Working from the top of the records below, reproduce each line exactly, ending once you have written the line containing "by the server.".

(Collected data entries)
......
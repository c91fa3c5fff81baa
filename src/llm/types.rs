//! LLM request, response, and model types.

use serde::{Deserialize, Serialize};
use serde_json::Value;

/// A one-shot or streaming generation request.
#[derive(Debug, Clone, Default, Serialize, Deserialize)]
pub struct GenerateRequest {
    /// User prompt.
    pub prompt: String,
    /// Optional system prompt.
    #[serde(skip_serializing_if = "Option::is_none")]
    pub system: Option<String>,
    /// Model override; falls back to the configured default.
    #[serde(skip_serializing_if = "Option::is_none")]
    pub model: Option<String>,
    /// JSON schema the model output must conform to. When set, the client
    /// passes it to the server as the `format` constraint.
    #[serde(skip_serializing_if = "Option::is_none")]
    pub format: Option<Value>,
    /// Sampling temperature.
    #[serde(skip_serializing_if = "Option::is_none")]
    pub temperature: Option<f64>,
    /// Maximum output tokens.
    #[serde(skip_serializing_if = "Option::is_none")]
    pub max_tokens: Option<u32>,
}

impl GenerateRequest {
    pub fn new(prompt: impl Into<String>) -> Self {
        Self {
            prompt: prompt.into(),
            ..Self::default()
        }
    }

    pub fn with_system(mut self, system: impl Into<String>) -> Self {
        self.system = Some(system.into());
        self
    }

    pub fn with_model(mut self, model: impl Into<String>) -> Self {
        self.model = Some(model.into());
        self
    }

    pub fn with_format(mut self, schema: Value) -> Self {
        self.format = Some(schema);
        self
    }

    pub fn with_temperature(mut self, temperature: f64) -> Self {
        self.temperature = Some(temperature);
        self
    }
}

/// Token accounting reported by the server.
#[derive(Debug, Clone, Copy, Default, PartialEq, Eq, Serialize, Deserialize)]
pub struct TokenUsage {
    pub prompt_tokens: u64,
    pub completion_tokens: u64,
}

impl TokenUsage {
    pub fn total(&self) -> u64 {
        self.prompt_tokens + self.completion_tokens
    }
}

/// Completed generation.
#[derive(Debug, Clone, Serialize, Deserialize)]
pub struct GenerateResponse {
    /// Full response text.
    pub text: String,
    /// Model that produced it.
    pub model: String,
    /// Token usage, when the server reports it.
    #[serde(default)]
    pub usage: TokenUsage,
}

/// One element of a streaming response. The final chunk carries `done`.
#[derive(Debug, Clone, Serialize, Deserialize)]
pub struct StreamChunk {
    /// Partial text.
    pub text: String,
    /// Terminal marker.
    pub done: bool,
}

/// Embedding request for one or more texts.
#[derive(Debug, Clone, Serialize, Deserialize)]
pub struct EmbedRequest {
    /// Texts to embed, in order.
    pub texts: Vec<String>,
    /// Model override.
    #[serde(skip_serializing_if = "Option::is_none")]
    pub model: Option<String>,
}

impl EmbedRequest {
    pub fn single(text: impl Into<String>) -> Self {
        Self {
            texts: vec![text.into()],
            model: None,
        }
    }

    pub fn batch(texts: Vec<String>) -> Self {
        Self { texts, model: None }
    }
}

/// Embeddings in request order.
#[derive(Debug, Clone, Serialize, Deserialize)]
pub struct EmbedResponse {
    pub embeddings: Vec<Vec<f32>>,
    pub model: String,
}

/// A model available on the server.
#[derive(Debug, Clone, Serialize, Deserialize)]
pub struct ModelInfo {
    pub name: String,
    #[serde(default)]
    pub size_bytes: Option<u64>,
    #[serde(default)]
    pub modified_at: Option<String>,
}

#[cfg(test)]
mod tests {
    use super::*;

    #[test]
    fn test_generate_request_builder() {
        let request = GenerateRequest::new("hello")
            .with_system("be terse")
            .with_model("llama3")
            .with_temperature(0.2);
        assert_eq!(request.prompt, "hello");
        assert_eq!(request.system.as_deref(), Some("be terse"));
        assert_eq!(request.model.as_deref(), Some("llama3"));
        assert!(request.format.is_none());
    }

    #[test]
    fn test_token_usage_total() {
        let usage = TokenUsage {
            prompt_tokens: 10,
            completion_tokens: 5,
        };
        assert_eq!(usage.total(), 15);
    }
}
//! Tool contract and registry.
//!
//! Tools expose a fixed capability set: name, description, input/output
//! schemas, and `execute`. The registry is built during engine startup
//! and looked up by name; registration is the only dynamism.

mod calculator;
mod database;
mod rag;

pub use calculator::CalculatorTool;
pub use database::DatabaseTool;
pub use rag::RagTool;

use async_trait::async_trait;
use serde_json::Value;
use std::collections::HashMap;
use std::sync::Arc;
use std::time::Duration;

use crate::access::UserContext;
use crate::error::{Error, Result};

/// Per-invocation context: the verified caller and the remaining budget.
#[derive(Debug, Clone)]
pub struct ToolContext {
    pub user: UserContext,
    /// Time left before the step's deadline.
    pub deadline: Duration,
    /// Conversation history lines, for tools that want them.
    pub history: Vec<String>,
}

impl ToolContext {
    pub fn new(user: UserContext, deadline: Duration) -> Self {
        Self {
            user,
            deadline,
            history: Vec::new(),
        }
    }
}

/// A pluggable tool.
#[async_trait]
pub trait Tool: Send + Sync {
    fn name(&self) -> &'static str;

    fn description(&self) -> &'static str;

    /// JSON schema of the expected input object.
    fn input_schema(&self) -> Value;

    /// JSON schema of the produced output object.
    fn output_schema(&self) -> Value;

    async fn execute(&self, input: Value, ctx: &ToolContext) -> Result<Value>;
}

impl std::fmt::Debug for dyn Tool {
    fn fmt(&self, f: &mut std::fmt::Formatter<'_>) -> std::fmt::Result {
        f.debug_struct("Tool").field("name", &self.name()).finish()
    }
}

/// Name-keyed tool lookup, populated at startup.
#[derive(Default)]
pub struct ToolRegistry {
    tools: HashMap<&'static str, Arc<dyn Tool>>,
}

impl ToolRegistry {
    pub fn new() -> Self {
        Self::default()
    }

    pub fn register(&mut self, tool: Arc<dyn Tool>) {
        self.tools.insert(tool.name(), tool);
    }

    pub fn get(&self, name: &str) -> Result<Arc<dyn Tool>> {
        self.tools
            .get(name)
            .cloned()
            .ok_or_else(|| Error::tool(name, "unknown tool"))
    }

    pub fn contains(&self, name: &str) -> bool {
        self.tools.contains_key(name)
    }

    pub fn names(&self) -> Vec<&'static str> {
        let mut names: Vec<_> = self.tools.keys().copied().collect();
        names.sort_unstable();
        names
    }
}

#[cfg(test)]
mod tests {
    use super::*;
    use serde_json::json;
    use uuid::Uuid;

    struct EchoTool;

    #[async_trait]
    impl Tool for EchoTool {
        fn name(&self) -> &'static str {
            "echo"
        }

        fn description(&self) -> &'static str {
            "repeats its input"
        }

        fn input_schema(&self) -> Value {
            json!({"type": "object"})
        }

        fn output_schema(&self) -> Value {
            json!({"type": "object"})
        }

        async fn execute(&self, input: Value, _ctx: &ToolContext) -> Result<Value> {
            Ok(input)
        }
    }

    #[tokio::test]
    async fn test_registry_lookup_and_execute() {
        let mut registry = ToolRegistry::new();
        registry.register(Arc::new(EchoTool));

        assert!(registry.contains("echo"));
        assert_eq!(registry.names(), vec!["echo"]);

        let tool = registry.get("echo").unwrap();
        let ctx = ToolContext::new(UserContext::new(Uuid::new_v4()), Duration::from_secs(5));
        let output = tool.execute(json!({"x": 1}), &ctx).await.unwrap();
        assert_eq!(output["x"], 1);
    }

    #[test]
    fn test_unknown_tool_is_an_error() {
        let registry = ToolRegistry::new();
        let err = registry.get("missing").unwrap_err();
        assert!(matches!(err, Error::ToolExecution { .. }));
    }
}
......
▶ **Task solution**
repository c91fa3c5fff81baa
filename src/llm/types.rs
//! LLM request, response, and model types.

use serde::{Deserialize, Serialize};
use serde_json::Value;

/// A one-shot or streaming generation request.
#[derive(Debug, Clone, Default, Serialize, Deserialize)]
pub struct GenerateRequest {
    /// User prompt.
    pub prompt: String,
    /// Optional system prompt.
    #[serde(skip_serializing_if = "Option::is_none")]
    pub system: Option<String>,
    /// Model override; falls back to the configured default.
    #[serde(skip_serializing_if = "Option::is_none")]
    pub model: Option<String>,
    /// JSON schema the model output must conform to. When set, the client
    /// passes it to the server as the `format` constraint.
    #[serde(skip_serializing_if = "Option::is_none")]
    pub format: Option<Value>,
    /// Sampling temperature.
    #[serde(skip_serializing_if = "Option::is_none")]
    pub temperature: Option<f64>,
    /// Maximum output tokens.
    #[serde(skip_serializing_if = "Option::is_none")]
    pub max_tokens: Option<u32>,
}

impl GenerateRequest {
    pub fn new(prompt: impl Into<String>) -> Self {
        Self {
            prompt: prompt.into(),
            ..Self::default()
        }
    }

    pub fn with_system(mut self, system: impl Into<String>) -> Self {
        self.system = Some(system.into());
        self
    }

    pub fn with_model(mut self, model: impl Into<String>) -> Self {
        self.model = Some(model.into());
        self
    }

    pub fn with_format(mut self, schema: Value) -> Self {
        self.format = Some(schema);
        self
    }

    pub fn with_temperature(mut self, temperature: f64) -> Self {
        self.temperature = Some(temperature);
        self
    }
}

/// Token accounting reported by the server.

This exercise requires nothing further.